Progressive lenses were an amazing step forward in lens technology; however, as we continue to innovate, there is more to learn, and more ways we can refine our lens designs.
For example, how often are your patients underwhelmed or uncomfortable with their new progressive lenses? It’s relatively common and yet sometimes difficult to pinpoint why– especially after what seemed a successful eye exam.
Here’s what could be going on and how to fix it with the right eye technology.
Handling binocular disparity in presbyopic patients
Currently, 7 in 10 presbyopes have different prescriptions between their left and right eyes1, and this leads to a frustrating amount of eye strain symptoms, especially when reading.
The smallest amount of binocular disparity (when there is a difference between your two eyes prescriptions) means that light passing through each lens will be refracted differently. Therefore, the prismatic effect of each lens will be different. The result is a visual imbalance that can cause asthenopic complaints such as unstable blurred vision, tired and burning eyes, and headaches.

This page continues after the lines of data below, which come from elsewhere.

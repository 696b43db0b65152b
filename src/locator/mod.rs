//! Locator query language: parsing, validation and the canonical form.
//!
//! A locator names what to find in a document:
//!
//! ```text
//! paragraph:3
//! paragraph[contains_text="Total"][is_bold=true]
//! cell[table_index=1][row_index=2][column_index=3]
//! paragraph@heading:Introduction[all_occurrences_within]
//! table@{paragraph[contains_text="Summary"]}[first_occurrence_after]
//! ```
//!
//! The same query may be given in structured form (see [`RawLocator`]),
//! which deserializes from JSON.

pub mod errors;
mod grammar;
pub mod schema;
mod validate;

pub use errors::{LocatorSyntaxError, SyntaxIssue};
pub use schema::{
    Anchor, AnchorClause, FilterKind, FilterSpec, FilterValue, Locator, ObjectType, RawAnchor,
    RawFilter, RawLocator, RawValue, RelationKind, MAX_ANCHOR_DEPTH,
};

use serde::{Deserialize, Serialize};

/// What to do with a filter kind the parser does not know.
#[derive(Debug, Clone, Copy, Default, PartialEq, Eq, Serialize, Deserialize)]
#[serde(rename_all = "lowercase")]
pub enum UnknownFilterPolicy {
    /// Fail validation, suggesting the closest known filter.
    #[default]
    Reject,
    /// Drop the filter and log a warning.
    Ignore,
}

/// Any of the shapes a caller may hand the engine.
#[derive(Debug, Clone)]
pub enum LocatorInput {
    Text(String),
    Structured(RawLocator),
    Json(serde_json::Value),
    Parsed(Locator),
}

impl From<&str> for LocatorInput {
    fn from(value: &str) -> Self {
        LocatorInput::Text(value.to_string())
    }
}

impl From<String> for LocatorInput {
    fn from(value: String) -> Self {
        LocatorInput::Text(value)
    }
}

impl From<RawLocator> for LocatorInput {
    fn from(value: RawLocator) -> Self {
        LocatorInput::Structured(value)
    }
}

impl From<serde_json::Value> for LocatorInput {
    fn from(value: serde_json::Value) -> Self {
        LocatorInput::Json(value)
    }
}

impl From<Locator> for LocatorInput {
    fn from(value: Locator) -> Self {
        LocatorInput::Parsed(value)
    }
}

impl From<&Locator> for LocatorInput {
    fn from(value: &Locator) -> Self {
        LocatorInput::Parsed(value.clone())
    }
}

/// Parses and validates locators.
#[derive(Debug, Clone, Copy, Default)]
pub struct LocatorParser {
    strict: bool,
    unknown_filters: UnknownFilterPolicy,
}

impl LocatorParser {
    pub fn new() -> Self {
        Self::default()
    }

    /// Require paragraph and table locators to narrow their target.
    pub fn strict(mut self, strict: bool) -> Self {
        self.strict = strict;
        self
    }

    pub fn unknown_filters(mut self, policy: UnknownFilterPolicy) -> Self {
        self.unknown_filters = policy;
        self
    }

    pub fn parse(&self, input: impl Into<LocatorInput>) -> Result<Locator, LocatorSyntaxError> {
        self.parse_with(input.into(), self.strict)
    }

    /// Parse with the stricter rule set regardless of configuration.
    pub fn parse_enhanced(
        &self,
        input: impl Into<LocatorInput>,
    ) -> Result<Locator, LocatorSyntaxError> {
        self.parse_with(input.into(), true)
    }

    pub fn parse_str(&self, input: &str) -> Result<Locator, LocatorSyntaxError> {
        self.parse_with(LocatorInput::from(input), self.strict)
    }

    pub fn parse_structured(&self, raw: RawLocator) -> Result<Locator, LocatorSyntaxError> {
        self.normalize(raw)
    }

    pub fn parse_json(&self, value: &serde_json::Value) -> Result<Locator, LocatorSyntaxError> {
        self.parse_with(LocatorInput::Json(value.clone()), self.strict)
    }

    /// Check a structured locator without building it.
    pub fn validate(&self, raw: &RawLocator) -> Result<(), LocatorSyntaxError> {
        self.build(raw, self.strict).map(|_| ())
    }

    /// Validate and normalize a structured locator.
    pub fn normalize(&self, raw: RawLocator) -> Result<Locator, LocatorSyntaxError> {
        self.build(&raw, self.strict)
    }

    fn parse_with(&self, input: LocatorInput, strict: bool) -> Result<Locator, LocatorSyntaxError> {
        let raw = match input {
            LocatorInput::Text(text) => grammar::parse_locator_str(&text)?,
            LocatorInput::Structured(raw) => raw,
            LocatorInput::Json(value) => serde_json::from_value(value)
                .map_err(|e| LocatorSyntaxError::new("locator", format!("invalid structure: {e}")))?,
            // Locators may be built by hand; re-check them like any other input.
            LocatorInput::Parsed(locator) => RawLocator::from(&locator),
        };
        self.build(&raw, strict)
    }

    fn build(&self, raw: &RawLocator, strict: bool) -> Result<Locator, LocatorSyntaxError> {
        let opts = validate::Options {
            strict,
            unknown_filters: self.unknown_filters,
        };
        let mut issues = Vec::new();
        match validate::build(raw, opts, "", &mut issues) {
            Some(locator) if issues.is_empty() => Ok(locator),
            _ => Err(LocatorSyntaxError { issues }),
        }
    }
}

/// Stable cache key: the canonical locator followed by `key=value` params
/// sorted by key, joined with `|`.
pub fn cache_key<K, V>(locator: &Locator, params: &[(K, V)]) -> String
where
    K: AsRef<str>,
    V: AsRef<str>,
{
    let mut pairs: Vec<(&str, &str)> = params
        .iter()
        .map(|(k, v)| (k.as_ref(), v.as_ref()))
        .collect();
    pairs.sort();

    let mut key = locator.canonical();
    for (k, v) in pairs {
        key.push('|');
        key.push_str(k);
        key.push('=');
        key.push_str(v);
    }
    key
}

#[cfg(test)]
mod tests {
    use super::*;
    use serde_json::json;

    #[test]
    fn string_and_structured_forms_agree() {
        let parser = LocatorParser::new();
        let from_str = parser
            .parse(r#"paragraph[contains_text="Total"]@bookmark:summary[all_occurrences_within]"#)
            .unwrap();
        let from_json = parser
            .parse(json!({
                "type": "paragraph",
                "filters": [{"contains_text": "Total"}],
                "anchor": "bookmark:summary",
                "relation": "all_occurrences_within"
            }))
            .unwrap();
        assert_eq!(from_str, from_json);
    }

    #[test]
    fn canonical_form_round_trips() {
        let parser = LocatorParser::new();
        for input in [
            "paragraph:3",
            "comment:12[treat_as_index=false]",
            r#"paragraph:"a [b]"[contains_text="5"][is_bold=true]"#,
            "cell[table_index=1][row_index=2]@{table:1}[all_occurrences_within]",
            r#"image[index=-1]@"heading:Intro"[first_occurrence_after]"#,
        ] {
            let first = parser.parse(input).unwrap();
            let second = parser.parse(first.canonical()).unwrap();
            assert_eq!(first, second, "{input}");
        }
    }

    #[test]
    fn nested_anchor_json() {
        let locator = LocatorParser::new()
            .parse(json!({
                "type": "table",
                "anchor": {"type": "paragraph", "value": "Summary"},
                "relation": "first_occurrence_after"
            }))
            .unwrap();
        let Some(AnchorClause {
            target: Anchor::Locator(nested),
            ..
        }) = &locator.anchor
        else {
            panic!("expected nested anchor");
        };
        assert_eq!(nested.value.as_deref(), Some("Summary"));
    }

    #[test]
    fn enhanced_parse_rejects_bare_paragraph() {
        let parser = LocatorParser::new();
        assert!(parser.parse("paragraph").is_ok());
        assert!(parser.parse_enhanced("paragraph").is_err());
        assert!(parser.strict(true).parse("table").is_err());
    }

    #[test]
    fn parsed_locators_are_revalidated() {
        let bad = Locator::new(ObjectType::DocumentEnd).with_value("x");
        let err = LocatorParser::new().parse(&bad).unwrap_err();
        assert!(err.mentions("value"));

        let zero = LocatorParser::new().parse("paragraph:0").unwrap();
        assert_eq!(LocatorParser::new().parse(&zero).unwrap(), zero);
    }

    #[test]
    fn cache_key_sorts_params() {
        let locator = LocatorParser::new().parse("paragraph:2").unwrap();
        let a = cache_key(&locator, &[("revision", "7"), ("document", "a.json")]);
        let b = cache_key(&locator, &[("document", "a.json"), ("revision", "7")]);
        assert_eq!(a, b);
        assert_eq!(a, "paragraph:2|document=a.json|revision=7");
    }
}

In other words, presbyopic patients need their brains to work harder to even out the images processed by each eye– because their eyewear provides slightly different images.
Single vision lenses create less strain because the wearer can adjust objects for near vision (they simply use the central position of the lens). On the other hand, progressive wearers need to use different areas of the lens depending on the activity.
This creates discomfort, and a wearer’s vision is only clear when covering one eye or the other. Binocular balance in presbyopes is possible now with our patented Binocular Harmonization Technology™ (BHT).
Balancing presbyopia with Binocular Harmonization Technology
Binocular Harmonization Technology is the latest ophthalmic lens tech that takes into account binocular disparity. By adjusting the progressive corridor lengths, power distribution and lens thickness, maximum binocularity is achieved at near. It uses five new measurements in the Binocular Eye Model:
1. Binocular Clearness Index: how clearly the wearer sees an image through the spectacle lenses.
2. Convergence Difference between R/L:shows whether the two lens combinations force the wearer to apply either convergence or divergence as a function of the object distance, the power, the power difference and the prismatic difference (due to the power difference).
3. Accommodation Demand Difference between R/L: the amount of accommodation an eye requires to view an object at any distance.
4. Magnification Difference between R/L: the difference in spectacle lens magnification for the right and left eye.
5. Vertical Prismatic Difference between R/L: the different prismatic effects of the pair of lenses in vertical direction.
By taking into account the differences between the two eye prescriptions and the 5 types of measurements above, we can adjust each lens to equalize image size and image position. This creates harmony between the two eyes and stable binocular vision at near. The patient’s eyes no longer have to self-correct, reducing their eye strain symptoms.